12999-13003 Murphy Rd, Stafford TX 77477

Opportunity Summary

The Murphy Business Center is a 343,200 SF industrial park spanning 28 buildings across 21.1 acres in Stafford, TX—one of Houston’s fastest-growing submarkets, with 16% population growth over the past decade. The property features 114 bays ranging from 1,200 SF to 18,500 SF, with an average bay size of 3,010 SF. This format caters to the strongest-performing tenant segment in the Houston market: small to mid-sized businesses that need flexibility to expand within the park. The broad range of bay sizes creates both diversity and durability of tenancy, positioning Murphy as a premier destination for long-term occupancy.

 

This acquisition aligns perfectly with our strategy of acquiring multi-tenant industrial business parks at a basis well below replacement cost, with in-place rents that trail market levels. Murphy offers a rare combination of an infill location, an attractive acquisition yield of 6.62% providing immediate day-one cash flow, and clear levers for near-term value creation. We see a direct path to increasing NOI 42% from month 1 to the end of year 2 from combined revenue increases through execution of lease up and marking in place leases to market. By pairing stable in-place income with meaningful upside potential, Murphy strikes the ideal balance between cash flow and forced appreciation—making it a compelling and strategic investment.

Key Information

  • Purchase Price: $34.66 Million
  • TI/Leasing Budget: $1.90 Million
  • Equity Required: $17.12 Million
  • Close of Raise: 10/31/25
  • Zoning: Commercial (NEC)
  • Stabilized Cash on Cash - Institutional Class 9.66%
  • Stabilized Cash on Cash - Investor Class 7.24%
  • IRR: 20.07%
  • Equity Multiple: 1.42
  • Purchase Yield | Stabilized Yield: 6.62 | 8.33
  • Estimated Loan Term: 5 Years
  • Fixed | Variable Rate: Fixed
  • LTC: 60.00%
  • Estimated Loan Rate: 6.5%
  • Estimated Hold Period: 2 Years

Property Details

  • Building Size: 343,200 SF Across 28 Buildings
  • Lot Size: 21.1 Acres
  • Zoning: Commercial (NEC)
  • Market: Houston (Stafford), TX
  • Freeway Access: Beltway 8, Highway 59, Highway 90
  • Year Built: 1984-1985
  • Construction Type: Steel

Business Plan

Murphy Business Center

12999-13003 Murphy Rd, Stafford TX 77477

The Murphy Business Center benefits from nearly $2M of recent capital improvements, including $1.3M in City of Stafford–mandated fire life safety upgrades, along with new HVAC systems, façade enhancements, and roll-up door replacements.

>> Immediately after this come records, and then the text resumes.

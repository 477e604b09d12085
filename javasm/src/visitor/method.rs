pub mod code;

use anyhow::Result;
use crate::tree::method::MethodParameter;
use crate::visitor::annotation::{AnnotatableVisitor, UnnamedElementValueVisitor};
use crate::visitor::method::code::CodeVisitor;

/// A visitor for the contents of a method.
///
/// The annotations given through [`AnnotatableVisitor`] are the ones on the method and its formal parameters.
pub trait MethodVisitor: AnnotatableVisitor {
	type AnnotationDefaultVisitor: UnnamedElementValueVisitor;
	type AnnotationDefaultResidual;
	type CodeVisitor: CodeVisitor;

	fn visit_parameter(&mut self, method_parameter: MethodParameter) -> Result<()>;
	fn visit_annotable_parameter_count(&mut self, count: u8, visible: bool) -> Result<()>;

	fn visit_annotation_default(self) -> Result<(Self::AnnotationDefaultResidual, Self::AnnotationDefaultVisitor)>;
	fn finish_annotation_default(this: Self::AnnotationDefaultResidual, element_value_visitor: Self::AnnotationDefaultVisitor) -> Result<Self>;

	fn visit_code(&mut self) -> Result<Self::CodeVisitor>;
	fn finish_code(&mut self, code_visitor: Self::CodeVisitor) -> Result<()>;
}
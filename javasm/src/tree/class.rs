use anyhow::{bail, Context};
use crate::macros::make_name;
use crate::tree::access::AccessFlags;
use crate::tree::annotation::Annotation;
use crate::tree::field::Field;
use crate::tree::method::Method;
use crate::tree::record::RecordComponent;
use crate::tree::type_annotation::{TargetInfoClass, TypeAnnotation};
use crate::tree::version::Version;

/// An assembled class.
///
/// All the lists are in the order the declarations appeared in the listing.
#[derive(Debug, Clone, PartialEq)]
pub struct ClassFile {
	pub version: Version,
	pub access: AccessFlags,
	pub name: ClassName,
	pub super_class: Option<ClassName>,
	pub interfaces: Vec<ClassName>,

	pub signature: Option<ClassSignature>,
	pub source_file: Option<String>,

	pub nest_host_class: Option<ClassName>,
	pub nest_members: Vec<ClassName>,
	pub inner_classes: Vec<InnerClass>,

	pub record_components: Vec<RecordComponent>,
	pub fields: Vec<Field>,
	pub methods: Vec<Method>,

	pub runtime_visible_annotations: Vec<Annotation>,
	pub runtime_invisible_annotations: Vec<Annotation>,
	pub runtime_visible_type_annotations: Vec<TypeAnnotation<TargetInfoClass>>,
	pub runtime_invisible_type_annotations: Vec<TypeAnnotation<TargetInfoClass>>,
}

impl ClassFile {
	pub fn new(version: Version, access: AccessFlags, name: ClassName, signature: Option<ClassSignature>, super_class: Option<ClassName>, interfaces: Vec<ClassName>) -> ClassFile {
		ClassFile {
			version,
			access,
			name,
			super_class,
			interfaces,

			signature,
			source_file: None,

			nest_host_class: None,
			nest_members: Vec::new(),
			inner_classes: Vec::new(),

			record_components: Vec::new(),
			fields: Vec::new(),
			methods: Vec::new(),

			runtime_visible_annotations: Vec::new(),
			runtime_invisible_annotations: Vec::new(),
			runtime_visible_type_annotations: Vec::new(),
			runtime_invisible_type_annotations: Vec::new(),
		}
	}
}

make_name!(
	/// Represents a class name.
	///
	/// The class name uses [internal binary names](https://docs.oracle.com/javase/specs/jvms/se22/html/jvms-4.html#jvms-4.2.1), i.e. with complete path
	/// written out and using slashes. It may also be an array class name, which is an array field descriptor.
	///
	/// # Examples
	/// The java class `java.lang.Thread` would get:
	/// ```
	/// use javasm::tree::class::ClassName;
	/// let name = ClassName::try_from("java/lang/Thread").unwrap();
	/// assert_eq!(name.as_str(), "java/lang/Thread");
	/// assert!(!ClassName::is_valid("java.lang.Thread"));
	/// ```
	pub ClassName;
	is_valid(s) = super::names::check_class_name(s).context("invalid class name");
);

impl ClassName {
	pub const JAVA_LANG_OBJECT: ClassName = ClassName::from_static("java/lang/Object");
	pub const JAVA_LANG_RECORD: ClassName = ClassName::from_static("java/lang/Record");
	pub const JAVA_LANG_STRING: ClassName = ClassName::from_static("java/lang/String");

	/// Returns `true` if this is the name of an array class.
	pub fn is_array(&self) -> bool {
		self.as_str().starts_with('[')
	}
}

make_name!(
	/// Represents a class signature, from a generic such as `Foo<T extends Bar>`.
	pub ClassSignature;
	is_valid(s) = if s.is_empty() {
		bail!("signature must not be empty")
	} else {
		Ok(())
	};
);

/// An entry of the `InnerClasses` attribute.
#[derive(Debug, Clone, PartialEq)]
pub struct InnerClass {
	pub inner_class: ClassName,
	pub outer_class: Option<ClassName>,
	pub inner_name: Option<String>,
	pub flags: AccessFlags,
}
use std::collections::HashMap;
use anyhow::{anyhow, Context, Result};
use crate::tree::method::code::Label;

/// The labels of one method, by the number they have in the listing.
#[derive(Debug, Default)]
pub(crate) struct Labels {
	labels: HashMap<u32, Label>,
}

impl Labels {
	/// Parses a label reference like `L12`, returning [`None`] if `token` isn't one.
	pub(crate) fn parse(token: &str) -> Option<u32> {
		let digits = token.strip_prefix('L')?;
		if digits.is_empty() || !digits.bytes().all(|b| b.is_ascii_digit()) {
			return None;
		}
		digits.parse().ok()
	}

	/// Returns the label with the given number, creating it on first use.
	pub(crate) fn get(&mut self, number: u32) -> Result<Label> {
		if let Some(&label) = self.labels.get(&number) {
			return Ok(label);
		}
		let id = u16::try_from(self.labels.len())
			.with_context(|| anyhow!("too many labels, can't create label for L{number}"))?;
		let label = Label { id };
		self.labels.insert(number, label);
		Ok(label)
	}

	/// Returns the label referenced by `token`, or [`None`] if the token isn't a label reference.
	pub(crate) fn lookup(&mut self, token: &str) -> Result<Option<Label>> {
		Labels::parse(token).map(|number| self.get(number)).transpose()
	}
}

#[cfg(test)]
mod testing {
	use anyhow::Result;
	use pretty_assertions::assert_eq;
	use crate::reader::labels::Labels;
	use crate::tree::method::code::Label;

	#[test]
	fn parse() {
		assert_eq!(Labels::parse("L0"), Some(0));
		assert_eq!(Labels::parse("L123"), Some(123));
		assert_eq!(Labels::parse("L"), None);
		assert_eq!(Labels::parse("L1a"), None);
		assert_eq!(Labels::parse("Ljava/lang/Object;"), None);
		assert_eq!(Labels::parse("I"), None);
	}

	#[test]
	fn identity() -> Result<()> {
		let mut labels = Labels::default();
		assert_eq!(labels.get(5)?, Label { id: 0 });
		assert_eq!(labels.get(2)?, Label { id: 1 });
		assert_eq!(labels.get(5)?, Label { id: 0 });
		assert_eq!(labels.lookup("L2")?, Some(Label { id: 1 }));
		assert_eq!(labels.lookup("GOTO")?, None);
		Ok(())
	}
}
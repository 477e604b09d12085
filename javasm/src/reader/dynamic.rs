//! Reading loadable constants, as used by `LDC`, and bootstrap methods with their arguments, as used by
//! `INVOKEDYNAMIC` and constant dynamic values.
//!
//! A bootstrap method is written in brackets, with the handle first:
//! ```txt
//! [
//!   // handle kind 0x6 : INVOKESTATIC
//!   java/lang/invoke/LambdaMetafactory.metafactory(...)Ljava/lang/invoke/CallSite;
//!   // arguments:
//!   ()V,
//!   // handle kind 0x6 : INVOKESTATIC
//!   Foo.lambda$main$0()V,
//!   ()V
//! ]
//! ```
//! A constant dynamic value is written as `Descriptor : "name" [ handle, arguments... ]`.

use anyhow::{anyhow, bail, Result};
use log::trace;
use crate::reader::literal::{decode, Literal, LiteralError};
use crate::reader::patterns::HANDLE_KIND;
use crate::reader::token::{TokenKind, TokenReader};
use crate::reader::typed;
use crate::tree::class::ClassName;
use crate::tree::field::{FieldDescriptor, FieldRef};
use crate::tree::method::code::{ConstantDynamic, Handle, Loadable};
use crate::tree::method::{MethodDescriptor, MethodRef};

fn strip_comma(s: &str) -> &str {
	s.strip_suffix(',').unwrap_or(s)
}

/// Skips comments, until a `// handle kind` comment, which is popped and its kind returned.
fn read_handle_kind(reader: &mut TokenReader) -> Result<Option<u8>> {
	loop {
		if let Some(captures) = reader.pop_comment_matching(&HANDLE_KIND)? {
			let kind = u8::from_str_radix(&captures["kind"], 16)
				.map_err(|e| reader.error_with("Expected a valid handle kind", anyhow!(e)))?;
			return Ok(Some(kind));
		}
		if !reader.peek()?.is_comment() {
			return Ok(None);
		}
		reader.pop()?;
	}
}

/// Reads a handle like `java/lang/Integer.valueOf(I)Ljava/lang/Integer;` or `Foo.bar(I) itf`.
///
/// The owner, name and descriptor may also be split into multiple tokens, like `Foo . bar (I)V`.
fn read_handle(reader: &mut TokenReader, kind: u8) -> Result<Handle> {
	let mut last = reader.pop_plain()?;
	let (owner, rest) = match strip_comma(last).split_once('.') {
		Some(split) => split,
		None => {
			let owner = strip_comma(last);
			last = reader.pop_plain()?;
			(owner, strip_comma(last).strip_prefix('.').unwrap_or(strip_comma(last)))
		},
	};
	let (name, desc) = match rest.find('(') {
		Some(paren) => rest.split_at(paren),
		None => {
			last = reader.pop_plain()?;
			(rest, strip_comma(last))
		},
	};
	let interface = !last.ends_with(',') && reader.pop_if(|t| t.is_plain("itf") || t.is_plain("itf,"))?.is_some();

	let class: ClassName = typed(reader, owner, "handle owner")?;
	let handle = match kind {
		1..=4 => {
			let desc = desc.strip_prefix('(').and_then(|x| x.strip_suffix(')')).unwrap_or(desc);
			let field = FieldRef {
				class,
				name: typed(reader, name, "field name")?,
				desc: typed(reader, desc, "field descriptor")?,
			};
			match kind {
				1 => Handle::GetField(field),
				2 => Handle::GetStatic(field),
				3 => Handle::PutField(field),
				_ => Handle::PutStatic(field),
			}
		},
		5..=9 => {
			let method = MethodRef {
				class,
				name: typed(reader, name, "method name")?,
				desc: typed(reader, desc, "method descriptor")?,
			};
			match kind {
				5 => Handle::InvokeVirtual(method, interface),
				6 => Handle::InvokeStatic(method, interface),
				7 => Handle::InvokeSpecial(method, interface),
				8 => Handle::NewInvokeSpecial(method),
				_ => Handle::InvokeInterface(method),
			}
		},
		kind => return Err(reader.error(format!("Unknown handle kind {kind:#x}"))),
	};
	trace!("handle {handle:?}");
	Ok(handle)
}

/// Reads a bootstrap method in brackets, returning the handle and the arguments.
pub(crate) fn read_bootstrap(reader: &mut TokenReader) -> Result<(Handle, Vec<Loadable>)> {
	reader.pop_plain_exact("[")?;
	let kind = read_handle_kind(reader)?
		.ok_or_else(|| reader.error("Expected a handle kind comment before the bootstrap method handle"))?;
	let handle = read_handle(reader, kind)?;

	let mut arguments = Vec::new();
	loop {
		// keep the handle kind comment for read_loadable
		while reader.peek()?.is_comment() && !HANDLE_KIND.is_match(reader.peek()?.value) {
			reader.pop()?;
		}
		let token = reader.peek()?;
		if token.is_plain("]") || token.is_plain("],") {
			reader.pop()?;
			return Ok((handle, arguments));
		}
		if token.is_plain(",") {
			reader.pop()?;
			continue;
		}
		if token.kind == TokenKind::EndOfInput {
			return Err(reader.error("Expected ] after bootstrap method arguments"));
		}
		arguments.push(read_loadable(reader)?);
	}
}

/// Reads a constant dynamic value, starting after the descriptor.
fn read_constant_dynamic(reader: &mut TokenReader, descriptor: &str) -> Result<ConstantDynamic> {
	let descriptor = typed(reader, descriptor, "constant dynamic descriptor")?;
	reader.pop_plain_exact(":")?;
	let name = reader.pop_kind(TokenKind::String)?;
	let name = typed(reader, name, "constant dynamic name")?;
	let (handle, arguments) = read_bootstrap(reader)?;
	Ok(ConstantDynamic { name, descriptor, handle, arguments })
}

/// Reads one constant, like `5`, `"a"`, `Ljava/lang/String;.class`, `(I)V`, a handle after its
/// `// handle kind` comment, or a constant dynamic value.
pub(crate) fn read_loadable(reader: &mut TokenReader) -> Result<Loadable> {
	if let Some(kind) = read_handle_kind(reader)? {
		return read_handle(reader, kind).map(Loadable::MethodHandle);
	}

	let token = reader.pop_non_comment()?;
	match token.kind {
		TokenKind::String | TokenKind::Char => {
			let literal = decode(token.kind, token.value)
				.map_err(|e| reader.error_with("Expected a valid constant", anyhow!(e)))?;
			literal_to_loadable(reader, literal)
		},
		TokenKind::Plain => {
			if reader.peek()?.is_plain(":") {
				return read_constant_dynamic(reader, token.value).map(Loadable::Dynamic);
			}
			let value = strip_comma(token.value);
			if let Some(class) = value.strip_suffix(".class") {
				return class_literal(&class.replace('.', "/"))
					.map_err(|e| reader.error_with("Expected a valid type", e));
			}
			match decode(TokenKind::Plain, value) {
				Ok(literal) => literal_to_loadable(reader, literal),
				Err(literal_error @ LiteralError::UnknownPrimitive(_)) => descriptor_to_loadable(value)
					.map_err(|e| reader.error_with("Expected a valid type", e.context(literal_error))),
				Err(LiteralError::Malformed(e)) => Err(reader.error_with("Expected a valid primitive", e)),
			}
		},
		TokenKind::Comment | TokenKind::EndOfInput => Err(reader.error("Expected a constant")),
	}
}

/// Converts a decoded literal into a constant.
///
/// The small integral types and booleans become [`Loadable::Integer`], like they are in the constant pool.
pub(crate) fn literal_to_loadable(reader: &TokenReader, literal: Literal) -> Result<Loadable> {
	Ok(match literal {
		Literal::Integer(x) => Loadable::Integer(x),
		Literal::Long(x) => Loadable::Long(x),
		Literal::Float(x) => Loadable::Float(x),
		Literal::Double(x) => Loadable::Double(x),
		Literal::Boolean(x) => Loadable::Integer(x.into()),
		Literal::Char(x) => Loadable::Integer(x.into()),
		Literal::Short(x) => Loadable::Integer(x.into()),
		Literal::Byte(x) => Loadable::Integer(x.into()),
		Literal::String(x) => Loadable::String(x),
		Literal::Type(class) => class_literal(&class).map_err(|e| reader.error_with("Expected a valid type", e))?,
		Literal::Null => return Err(reader.error("null can't be loaded as a constant")),
	})
}

/// Converts the part before `.class` into a constant: either a descriptor, or an internal class name.
fn class_literal(class: &str) -> Result<Loadable> {
	descriptor_to_loadable(class)
		.or_else(|_| ClassName::try_from(class).map(Loadable::Class))
}

/// Converts a method descriptor into a method type, and an object or array descriptor into a class.
fn descriptor_to_loadable(desc: &str) -> Result<Loadable> {
	if desc.starts_with('(') {
		Ok(Loadable::MethodType(MethodDescriptor::try_from(desc)?))
	} else if let Some(name) = desc.strip_prefix('L').and_then(|x| x.strip_suffix(';')) {
		FieldDescriptor::check_valid(desc)?;
		Ok(Loadable::Class(ClassName::try_from(name)?))
	} else if desc.starts_with('[') {
		FieldDescriptor::check_valid(desc)?;
		Ok(Loadable::Class(ClassName::try_from(desc)?))
	} else {
		bail!("{desc:?} is neither a class nor a method type descriptor")
	}
}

These costly upgrades, already absorbed by the prior owner, significantly reduce near-term capital needs and position the property for durable cash flow.

The primary value creation comes from leasing the 16% current vacancy through targeted interior make-ready work — refreshing offices with new paint and flooring, upgrading warehouse lighting, and applying fresh interior paint. These improvements, currently absent, are critical to driving occupancy and rental rates in this bay size segment. Combined revenue increases through execution of lease up and marking in place leases to market, we project NOI to grow from $191,205 in month 1 to $275,213 by the end of year 2 — a 42% increase. This translates into a stabilized return on cost of 8.33% at the end of year 2 and 9.07% in year 5.

Adding further upside, the park is divided into two separate parcels, providing flexibility for a multi-sale exit if smaller dispositions prove more accretive. This optionality enhances both liquidity and potential exit value.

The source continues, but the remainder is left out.